Bankruptcy-Law-Article

Topics: Bankruptcy, Debtor, United States Code Pages: 4 (1149 words) Published: September 25, 2013

Sales of Not for Profit Assets after
The Bankruptcy Abuse Prevention and
Consumer Protection Act of 2005

Written by William W. Kannel and Adrienne K. Walker 1

Mintz, Levin, Cohn, Ferris, Glovsky and Popeo, P.C. | Boston

Sales of debtors’ assets in bankruptcy proceedings are quite common, either as part of a plan of reorganization or liquidation or pursuant to Bankruptcy Code Section 363. The Bankruptcy Code and the Federal Rules of Bankruptcy Procedure provide that a sale of a debtor’s assets occurs after notice to all creditors and an opportunity for a hearing.

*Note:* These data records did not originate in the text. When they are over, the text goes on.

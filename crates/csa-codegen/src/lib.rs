//! Code generation for config modules.
//!
//! This crate prints a parsed (and possibly patched) config module back
//! to JavaScript/TypeScript source text.

mod printer;

pub use printer::CodeGenerator;

use csa_parser::Program;

/// Generates source text from a config module AST.
///
/// # Examples
/// ```
/// use csa_codegen::generate;
/// use csa_parser::parse_source;
///
/// let program = parse_source("module.exports = { trailingSlash: true }").unwrap();
/// assert_eq!(generate(&program), "module.exports = { trailingSlash: true }\n");
/// ```
#[must_use]
pub fn generate(program: &Program) -> String {
    let mut generator = CodeGenerator::new();
    generator.generate(program)
}
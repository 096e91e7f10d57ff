//! Backend `Shuttle.toml` handling.

use anyhow::{Context, Result};
use serde::{Deserialize, Serialize};
use std::fs;
use std::path::Path;

/// Represents the backend's Shuttle.toml file.
#[derive(Debug, Clone, PartialEq, Eq, Serialize, Deserialize)]
pub struct ShuttleConfig {
    /// Deployment name, unique across the platform.
    pub name: String,
}

impl ShuttleConfig {
    /// Creates a configuration for the given deployment name.
    #[must_use]
    pub fn new(name: impl Into<String>) -> Self {
        Self { name: name.into() }
    }

    /// Saves configuration to a Shuttle.toml file, replacing its contents.
    ///
    /// # Errors
    /// Returns an error if the file cannot be written.
    pub fn save(&self, path: impl AsRef<Path>) -> Result<()> {
        let contents =
            toml::to_string_pretty(self).with_context(|| "Failed to serialize Shuttle.toml")?;

        fs::write(path.as_ref(), contents)
            .with_context(|| format!("Failed to write {}", path.as_ref().display()))
    }
}
//! Tests for patching Next.js config modules end to end.

use csa_codegen::generate;
use csa_parser::parse_source;
use csa_transform::{NextConfigPass, Pass, Transformer};

fn patch(source: &str) -> (String, bool) {
    let mut program = parse_source(source).unwrap();
    let changed = Transformer::new().transform(&mut program);
    (generate(&program), changed)
}

const GENERATED: &str = r#"/** @type {import('next').NextConfig} */
const nextConfig = {
  reactStrictMode: true,
}

module.exports = nextConfig
"#;

#[test]
fn test_patch_generated_config() {
    let (patched, changed) = patch(GENERATED);
    assert!(changed);
    insta::assert_snapshot!(patched.trim_end(), @r"
    /** @type {import('next').NextConfig} */
    const nextConfig = {
      reactStrictMode: true,
      images: {
        unoptimized: true,
      },
      trailingSlash: true,
    }

    module.exports = nextConfig
    ");
}

#[test]
fn test_patch_is_idempotent() {
    let (once, _) = patch(GENERATED);
    let (twice, changed) = patch(&once);
    assert!(!changed);
    assert_eq!(twice, once);
}

#[test]
fn test_existing_values_are_overwritten() {
    let source = "const nextConfig = {\n  images: {\n    unoptimized: false,\n  },\n  trailingSlash: false,\n}\n\nmodule.exports = nextConfig\n";
    let (patched, changed) = patch(source);
    assert!(changed);
    assert_eq!(
        patched,
        "const nextConfig = {\n  images: {\n    unoptimized: true,\n  },\n  trailingSlash: true,\n}\n\nmodule.exports = nextConfig\n"
    );
    assert_eq!(patched.matches("trailingSlash").count(), 1);
}

#[test]
fn test_other_image_settings_are_kept() {
    let source = "const nextConfig = {\n  images: {\n    domains: [\"example.com\"],\n  },\n}\n";
    let (patched, _) = patch(source);
    assert_eq!(
        patched,
        "const nextConfig = {\n  images: {\n    domains: [\"example.com\"],\n    unoptimized: true,\n  },\n  trailingSlash: true,\n}\n"
    );
}

#[test]
fn test_empty_images_object_is_filled() {
    let (patched, _) = patch("module.exports = { images: {} }\n");
    assert_eq!(
        patched,
        "module.exports = { images: { unoptimized: true }, trailingSlash: true }\n"
    );
}

#[test]
fn test_inline_export_default_is_patched() {
    let (patched, changed) = patch("export default { reactStrictMode: true };\n");
    assert!(changed);
    let (again, _) = patch(&patched);
    assert_eq!(again, patched);
    assert!(patched.contains("unoptimized: true"));
    assert!(patched.contains("trailingSlash: true"));
}

#[test]
fn test_missing_config_is_appended() {
    let (patched, changed) = patch("const path = require(\"path\")\n");
    assert!(changed);
    assert_eq!(
        patched,
        r#"const path = require("path")

/** @type {import('next').NextConfig} */
const nextConfig = {
  images: {
    unoptimized: true,
  },
  trailingSlash: true,
}

module.exports = nextConfig
"#
    );
}

#[test]
fn test_empty_file_gets_default_config() {
    let (patched, changed) = patch("");
    assert!(changed);
    assert!(patched.starts_with("/** @type"));
    assert_eq!(patched, generate(&NextConfigPass::new().default_program()));
}

#[test]
fn test_wrapped_export_is_left_unchanged() {
    let source = "const withMDX = require(\"@next/mdx\")()\n\nmodule.exports = withMDX({ pageExtensions: [\"md\"] })\n";
    let (patched, changed) = patch(source);
    assert!(!changed);
    assert_eq!(patched, source);
}

#[test]
fn test_differently_named_config_is_not_touched() {
    let source = "const config = { trailingSlash: false }\n";
    let mut program = parse_source(source).unwrap();
    assert!(NextConfigPass::new().run(&mut program));
    let patched = generate(&program);
    assert!(patched.starts_with("const config = { trailingSlash: false }\n"));

}

#[test]
fn test_comment_before_config_object_is_kept() {
    let source = "const nextConfig = /* x */ {\n  reactStrictMode: true,\n}\n\nmodule.exports = nextConfig\n";
    let (patched, changed) = patch(source);
    assert!(changed);
    insta::assert_snapshot!(patched.trim_end(), @r"
    const nextConfig = /* x */ {
      reactStrictMode: true,
      images: {
        unoptimized: true,
      },
      trailingSlash: true,
    }

    module.exports = nextConfig
    ");
}

#[test]
fn test_comment_before_nested_object_is_kept() {
    let source = "module.exports = {\n  images: /* keep */ {},\n}\n";
    let (patched, _) = patch(source);
    assert_eq!(
        patched,
        "module.exports = {\n  images: /* keep */ { unoptimized: true },\n  trailingSlash: true,\n}\n"
    );
}

#[test]
fn test_comment_inside_property_moves_above_it() {
    let source = "module.exports = {\n  trailingSlash /* old */: false,\n}\n";
    let (patched, _) = patch(source);
    assert!(patched.contains("  /* old */\n  trailingSlash: true,\n"));
}

#[test]
fn test_regex_values_are_kept_verbatim() {
    let source = "module.exports = {\n  matcher: /^https:\\/\\//,\n}\n";
    let (patched, changed) = patch(source);
    assert!(changed);
    insta::assert_snapshot!(patched.trim_end(), @r"
    module.exports = {
      matcher: /^https:\/\//,
      images: {
        unoptimized: true,
      },
      trailingSlash: true,
    }
    ");
}

#[test]
fn test_header_comment_stays_above_appended_config() {
    let (patched, changed) = patch("// header comment\n");
    assert!(changed);
    insta::assert_snapshot!(patched.trim_end(), @r"
    // header comment

    /** @type {import('next').NextConfig} */
    const nextConfig = {
      images: {
        unoptimized: true,
      },
      trailingSlash: true,
    }

    module.exports = nextConfig
    ");
}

In the case of a not for profit entity (an “NFP”), the ability of a debtor to sell its assets in a bankruptcy often overlaps with various state laws and regulations governing NFP asset sales.

The Bankruptcy Abuse Prevention and Consumer Protection Act of 2005 (the “Bankruptcy Act”) signed into law by President Bush on April 20, 2005, will have an immediate impact on sales of NFP debtor assets. While most of the recent amendments to the Bankruptcy Code will not become effective until October 17, 2005, the amendments discussed herein became effective on April 20, 2005 -- for both new and pending bankruptcy cases. As a result, the changes the Bankruptcy Act made to Bankruptcy Code Sections 363, 541, and 1129 are presently in effect and parties involved in bankruptcy cases of NFP’s should be aware of their existence and plan accordingly.

Prior to the amendments, the relationship between the bankruptcy law governing asset sales and other applicable nonbankruptcy law governing the sale of assets by NFPs was less than clear. For example, state laws and regulations often established procedures, usually enforced by a state’s attorney general, which governed the sale of NFPs' assets. Advance notice of a proposed sale might be required, including details such as the seller’s name, price for the assets, and the specific terms of the sale agreement. In addition, state law might require public...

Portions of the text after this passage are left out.